Using the data below, return all lines in which "settings" appears.

## Exercise input
━━━━━━

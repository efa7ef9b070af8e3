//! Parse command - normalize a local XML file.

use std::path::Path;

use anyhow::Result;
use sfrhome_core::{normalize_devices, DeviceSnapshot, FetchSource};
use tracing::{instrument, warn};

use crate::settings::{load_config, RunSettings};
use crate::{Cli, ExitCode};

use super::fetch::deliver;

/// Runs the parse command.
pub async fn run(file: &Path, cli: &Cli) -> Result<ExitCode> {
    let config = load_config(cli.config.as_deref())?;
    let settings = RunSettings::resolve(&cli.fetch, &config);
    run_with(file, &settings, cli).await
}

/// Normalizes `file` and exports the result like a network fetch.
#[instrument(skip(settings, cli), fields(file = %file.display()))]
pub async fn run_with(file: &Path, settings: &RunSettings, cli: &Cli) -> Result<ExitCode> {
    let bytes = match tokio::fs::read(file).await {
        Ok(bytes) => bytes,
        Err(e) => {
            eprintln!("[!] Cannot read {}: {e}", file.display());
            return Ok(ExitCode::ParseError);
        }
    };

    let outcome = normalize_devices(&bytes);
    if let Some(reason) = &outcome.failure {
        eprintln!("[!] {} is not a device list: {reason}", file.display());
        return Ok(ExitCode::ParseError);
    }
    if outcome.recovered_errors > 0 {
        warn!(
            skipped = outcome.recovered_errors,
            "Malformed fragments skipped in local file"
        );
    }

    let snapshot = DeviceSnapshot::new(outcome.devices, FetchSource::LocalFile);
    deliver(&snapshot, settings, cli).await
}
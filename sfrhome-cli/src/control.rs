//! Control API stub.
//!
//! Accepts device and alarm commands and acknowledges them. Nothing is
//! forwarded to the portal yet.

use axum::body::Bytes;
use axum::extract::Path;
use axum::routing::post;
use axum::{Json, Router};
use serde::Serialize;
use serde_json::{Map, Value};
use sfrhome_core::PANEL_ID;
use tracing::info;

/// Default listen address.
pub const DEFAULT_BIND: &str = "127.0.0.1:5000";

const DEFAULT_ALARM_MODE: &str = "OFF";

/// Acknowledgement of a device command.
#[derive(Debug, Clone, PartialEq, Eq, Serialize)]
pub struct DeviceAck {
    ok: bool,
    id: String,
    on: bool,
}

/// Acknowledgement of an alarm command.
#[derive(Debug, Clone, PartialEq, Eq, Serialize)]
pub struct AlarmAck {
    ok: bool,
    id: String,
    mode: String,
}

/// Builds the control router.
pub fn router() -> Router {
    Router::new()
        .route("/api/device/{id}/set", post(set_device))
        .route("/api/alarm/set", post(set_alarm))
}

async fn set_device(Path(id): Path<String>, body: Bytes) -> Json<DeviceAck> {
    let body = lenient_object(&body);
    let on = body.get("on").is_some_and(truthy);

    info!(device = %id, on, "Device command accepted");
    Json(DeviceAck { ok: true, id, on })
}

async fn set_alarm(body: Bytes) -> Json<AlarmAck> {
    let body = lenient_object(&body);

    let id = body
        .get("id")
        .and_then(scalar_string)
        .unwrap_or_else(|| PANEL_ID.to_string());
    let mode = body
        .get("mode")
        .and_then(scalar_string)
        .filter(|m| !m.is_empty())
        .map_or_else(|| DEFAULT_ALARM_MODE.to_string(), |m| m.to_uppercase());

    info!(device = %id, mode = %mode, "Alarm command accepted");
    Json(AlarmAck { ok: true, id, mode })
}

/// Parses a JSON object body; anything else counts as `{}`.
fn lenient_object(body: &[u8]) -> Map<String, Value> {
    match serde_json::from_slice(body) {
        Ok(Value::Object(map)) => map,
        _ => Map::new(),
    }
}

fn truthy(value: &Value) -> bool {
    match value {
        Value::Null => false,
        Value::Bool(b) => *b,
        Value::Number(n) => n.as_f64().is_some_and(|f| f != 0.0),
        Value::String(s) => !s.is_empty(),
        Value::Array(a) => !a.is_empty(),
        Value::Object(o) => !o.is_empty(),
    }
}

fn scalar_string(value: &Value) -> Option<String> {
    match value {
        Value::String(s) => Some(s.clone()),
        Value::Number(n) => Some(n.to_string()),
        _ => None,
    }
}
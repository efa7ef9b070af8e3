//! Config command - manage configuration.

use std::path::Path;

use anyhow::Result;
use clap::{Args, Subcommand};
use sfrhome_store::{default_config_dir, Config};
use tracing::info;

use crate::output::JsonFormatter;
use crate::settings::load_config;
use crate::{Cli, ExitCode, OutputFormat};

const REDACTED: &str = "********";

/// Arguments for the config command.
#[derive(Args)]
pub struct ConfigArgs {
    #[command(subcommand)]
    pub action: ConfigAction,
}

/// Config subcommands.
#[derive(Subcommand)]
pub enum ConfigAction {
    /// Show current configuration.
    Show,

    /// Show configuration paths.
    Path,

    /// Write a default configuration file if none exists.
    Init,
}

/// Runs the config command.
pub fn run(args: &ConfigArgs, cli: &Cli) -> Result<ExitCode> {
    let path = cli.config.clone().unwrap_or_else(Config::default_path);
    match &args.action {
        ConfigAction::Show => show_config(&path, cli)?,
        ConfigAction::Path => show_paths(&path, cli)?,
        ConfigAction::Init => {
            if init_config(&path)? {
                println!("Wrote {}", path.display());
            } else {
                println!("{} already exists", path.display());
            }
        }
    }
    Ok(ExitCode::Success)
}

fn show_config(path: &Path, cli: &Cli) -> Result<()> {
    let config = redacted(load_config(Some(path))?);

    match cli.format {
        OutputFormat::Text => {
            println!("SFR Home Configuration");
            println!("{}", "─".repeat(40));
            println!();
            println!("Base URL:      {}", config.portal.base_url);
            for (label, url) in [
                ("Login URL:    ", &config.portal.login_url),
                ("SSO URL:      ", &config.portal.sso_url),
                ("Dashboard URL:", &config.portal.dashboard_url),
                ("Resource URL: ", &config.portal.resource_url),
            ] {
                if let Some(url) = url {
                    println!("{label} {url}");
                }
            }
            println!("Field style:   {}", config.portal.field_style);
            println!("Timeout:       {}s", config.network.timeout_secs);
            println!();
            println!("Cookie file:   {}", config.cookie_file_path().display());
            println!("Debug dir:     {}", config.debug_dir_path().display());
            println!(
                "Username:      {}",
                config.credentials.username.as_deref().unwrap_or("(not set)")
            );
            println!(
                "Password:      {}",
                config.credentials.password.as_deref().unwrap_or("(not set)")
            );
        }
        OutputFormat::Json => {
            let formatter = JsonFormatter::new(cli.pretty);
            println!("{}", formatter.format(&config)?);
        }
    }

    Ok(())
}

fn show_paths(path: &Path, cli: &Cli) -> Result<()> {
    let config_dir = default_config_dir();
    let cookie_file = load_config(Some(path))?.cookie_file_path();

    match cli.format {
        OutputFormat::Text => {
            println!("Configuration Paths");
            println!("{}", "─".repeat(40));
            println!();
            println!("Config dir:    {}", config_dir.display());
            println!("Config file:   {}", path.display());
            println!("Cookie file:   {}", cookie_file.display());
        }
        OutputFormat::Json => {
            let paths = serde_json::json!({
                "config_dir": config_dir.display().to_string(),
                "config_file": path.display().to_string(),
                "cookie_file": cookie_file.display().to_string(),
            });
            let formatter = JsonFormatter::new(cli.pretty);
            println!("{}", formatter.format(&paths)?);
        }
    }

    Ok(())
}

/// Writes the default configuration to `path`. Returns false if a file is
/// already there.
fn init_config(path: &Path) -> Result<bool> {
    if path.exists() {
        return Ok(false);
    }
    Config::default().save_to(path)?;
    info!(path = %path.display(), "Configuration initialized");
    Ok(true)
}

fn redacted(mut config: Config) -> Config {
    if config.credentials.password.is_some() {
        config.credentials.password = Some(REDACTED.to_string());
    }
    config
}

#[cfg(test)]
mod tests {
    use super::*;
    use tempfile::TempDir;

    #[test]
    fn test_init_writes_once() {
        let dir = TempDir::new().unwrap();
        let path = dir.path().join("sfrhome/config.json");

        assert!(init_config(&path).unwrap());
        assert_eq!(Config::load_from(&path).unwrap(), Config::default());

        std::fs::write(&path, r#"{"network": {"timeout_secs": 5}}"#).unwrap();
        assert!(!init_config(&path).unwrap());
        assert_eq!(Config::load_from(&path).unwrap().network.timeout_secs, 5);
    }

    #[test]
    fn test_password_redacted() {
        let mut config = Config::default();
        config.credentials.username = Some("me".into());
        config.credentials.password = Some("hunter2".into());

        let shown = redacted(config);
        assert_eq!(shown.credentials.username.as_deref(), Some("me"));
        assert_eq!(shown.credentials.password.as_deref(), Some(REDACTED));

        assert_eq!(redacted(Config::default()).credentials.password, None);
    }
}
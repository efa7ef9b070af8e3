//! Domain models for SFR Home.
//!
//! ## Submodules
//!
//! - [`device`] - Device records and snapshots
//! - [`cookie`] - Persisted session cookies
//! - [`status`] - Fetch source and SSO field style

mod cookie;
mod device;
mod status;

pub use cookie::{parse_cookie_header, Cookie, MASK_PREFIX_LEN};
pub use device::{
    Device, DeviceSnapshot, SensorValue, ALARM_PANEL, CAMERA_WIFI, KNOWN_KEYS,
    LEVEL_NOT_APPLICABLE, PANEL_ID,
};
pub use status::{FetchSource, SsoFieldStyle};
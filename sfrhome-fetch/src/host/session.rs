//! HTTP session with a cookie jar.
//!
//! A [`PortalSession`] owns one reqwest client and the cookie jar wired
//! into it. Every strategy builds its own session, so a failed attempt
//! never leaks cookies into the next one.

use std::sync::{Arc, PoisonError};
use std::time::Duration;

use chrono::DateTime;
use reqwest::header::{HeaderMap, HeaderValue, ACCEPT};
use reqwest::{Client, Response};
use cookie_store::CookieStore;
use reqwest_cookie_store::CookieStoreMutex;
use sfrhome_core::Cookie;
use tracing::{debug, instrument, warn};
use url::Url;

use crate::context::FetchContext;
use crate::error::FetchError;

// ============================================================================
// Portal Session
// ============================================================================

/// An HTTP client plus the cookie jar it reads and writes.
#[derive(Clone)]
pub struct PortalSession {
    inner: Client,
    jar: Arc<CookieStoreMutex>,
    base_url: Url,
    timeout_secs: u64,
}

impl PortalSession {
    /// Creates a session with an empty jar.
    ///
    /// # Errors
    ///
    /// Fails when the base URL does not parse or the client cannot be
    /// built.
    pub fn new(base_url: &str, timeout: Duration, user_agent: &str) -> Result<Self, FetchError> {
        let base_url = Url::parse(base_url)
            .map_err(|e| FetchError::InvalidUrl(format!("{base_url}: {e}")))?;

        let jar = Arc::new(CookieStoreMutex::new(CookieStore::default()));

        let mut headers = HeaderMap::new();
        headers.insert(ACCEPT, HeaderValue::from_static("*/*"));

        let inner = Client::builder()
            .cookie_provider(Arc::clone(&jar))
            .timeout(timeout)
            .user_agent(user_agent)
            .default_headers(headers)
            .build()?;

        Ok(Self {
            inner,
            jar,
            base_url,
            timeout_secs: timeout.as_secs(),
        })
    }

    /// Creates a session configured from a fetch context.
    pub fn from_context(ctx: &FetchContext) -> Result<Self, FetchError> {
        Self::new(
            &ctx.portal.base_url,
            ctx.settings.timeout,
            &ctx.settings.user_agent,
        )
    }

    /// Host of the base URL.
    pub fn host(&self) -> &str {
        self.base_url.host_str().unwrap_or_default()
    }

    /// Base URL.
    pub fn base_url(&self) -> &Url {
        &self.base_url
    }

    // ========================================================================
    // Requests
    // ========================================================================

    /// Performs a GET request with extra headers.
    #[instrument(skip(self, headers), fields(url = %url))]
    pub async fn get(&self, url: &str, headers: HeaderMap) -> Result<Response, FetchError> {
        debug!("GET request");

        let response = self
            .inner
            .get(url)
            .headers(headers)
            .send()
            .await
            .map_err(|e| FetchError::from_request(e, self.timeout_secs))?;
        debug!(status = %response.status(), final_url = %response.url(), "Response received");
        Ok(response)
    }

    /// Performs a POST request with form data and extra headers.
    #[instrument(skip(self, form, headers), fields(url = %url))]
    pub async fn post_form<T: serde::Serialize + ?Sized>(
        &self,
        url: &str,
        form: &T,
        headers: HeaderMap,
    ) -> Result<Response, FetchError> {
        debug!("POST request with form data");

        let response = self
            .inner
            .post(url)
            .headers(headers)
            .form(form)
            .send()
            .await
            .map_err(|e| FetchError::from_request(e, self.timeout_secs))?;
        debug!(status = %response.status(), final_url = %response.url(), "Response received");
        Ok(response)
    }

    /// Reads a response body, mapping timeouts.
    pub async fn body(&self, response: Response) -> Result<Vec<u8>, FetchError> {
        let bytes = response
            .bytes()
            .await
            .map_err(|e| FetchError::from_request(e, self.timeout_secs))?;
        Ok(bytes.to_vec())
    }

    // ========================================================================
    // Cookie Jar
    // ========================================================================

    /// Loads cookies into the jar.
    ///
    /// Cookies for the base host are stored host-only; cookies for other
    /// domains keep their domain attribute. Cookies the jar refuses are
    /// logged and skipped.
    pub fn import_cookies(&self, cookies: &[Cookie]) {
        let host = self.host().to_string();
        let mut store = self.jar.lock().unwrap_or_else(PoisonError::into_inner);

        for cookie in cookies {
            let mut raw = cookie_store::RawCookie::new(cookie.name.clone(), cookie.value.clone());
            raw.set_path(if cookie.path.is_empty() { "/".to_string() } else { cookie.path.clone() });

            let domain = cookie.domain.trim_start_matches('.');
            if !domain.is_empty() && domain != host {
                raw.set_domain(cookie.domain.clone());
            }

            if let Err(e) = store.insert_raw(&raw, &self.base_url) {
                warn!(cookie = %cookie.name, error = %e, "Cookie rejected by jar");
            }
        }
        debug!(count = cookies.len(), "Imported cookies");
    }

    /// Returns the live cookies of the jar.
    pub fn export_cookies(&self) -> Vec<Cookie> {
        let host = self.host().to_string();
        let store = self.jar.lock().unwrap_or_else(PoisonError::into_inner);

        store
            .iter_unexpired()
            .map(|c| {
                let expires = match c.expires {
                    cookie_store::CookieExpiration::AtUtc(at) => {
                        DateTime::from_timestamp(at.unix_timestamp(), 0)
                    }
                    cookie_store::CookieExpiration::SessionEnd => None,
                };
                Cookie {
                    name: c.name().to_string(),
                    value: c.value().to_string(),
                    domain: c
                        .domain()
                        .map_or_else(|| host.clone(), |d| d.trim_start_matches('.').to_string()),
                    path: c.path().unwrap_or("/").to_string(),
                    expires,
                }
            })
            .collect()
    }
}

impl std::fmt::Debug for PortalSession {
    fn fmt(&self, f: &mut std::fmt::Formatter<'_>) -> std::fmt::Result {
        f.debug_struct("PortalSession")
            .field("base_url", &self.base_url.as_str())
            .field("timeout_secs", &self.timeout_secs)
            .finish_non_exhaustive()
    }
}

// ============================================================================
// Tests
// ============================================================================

━━━━━━

## Answer below
use crate::settings::{load_config, RunSettings};
    let settings = RunSettings::resolve(&cli.fetch, &config);
    run_with(file, &settings, cli).await
#[instrument(skip(settings, cli), fields(file = %file.display()))]
pub async fn run_with(file: &Path, settings: &RunSettings, cli: &Cli) -> Result<ExitCode> {
    deliver(&snapshot, settings, cli).await
use crate::settings::load_config;
            ctx.settings.timeout,
            &ctx.settings.user_agent,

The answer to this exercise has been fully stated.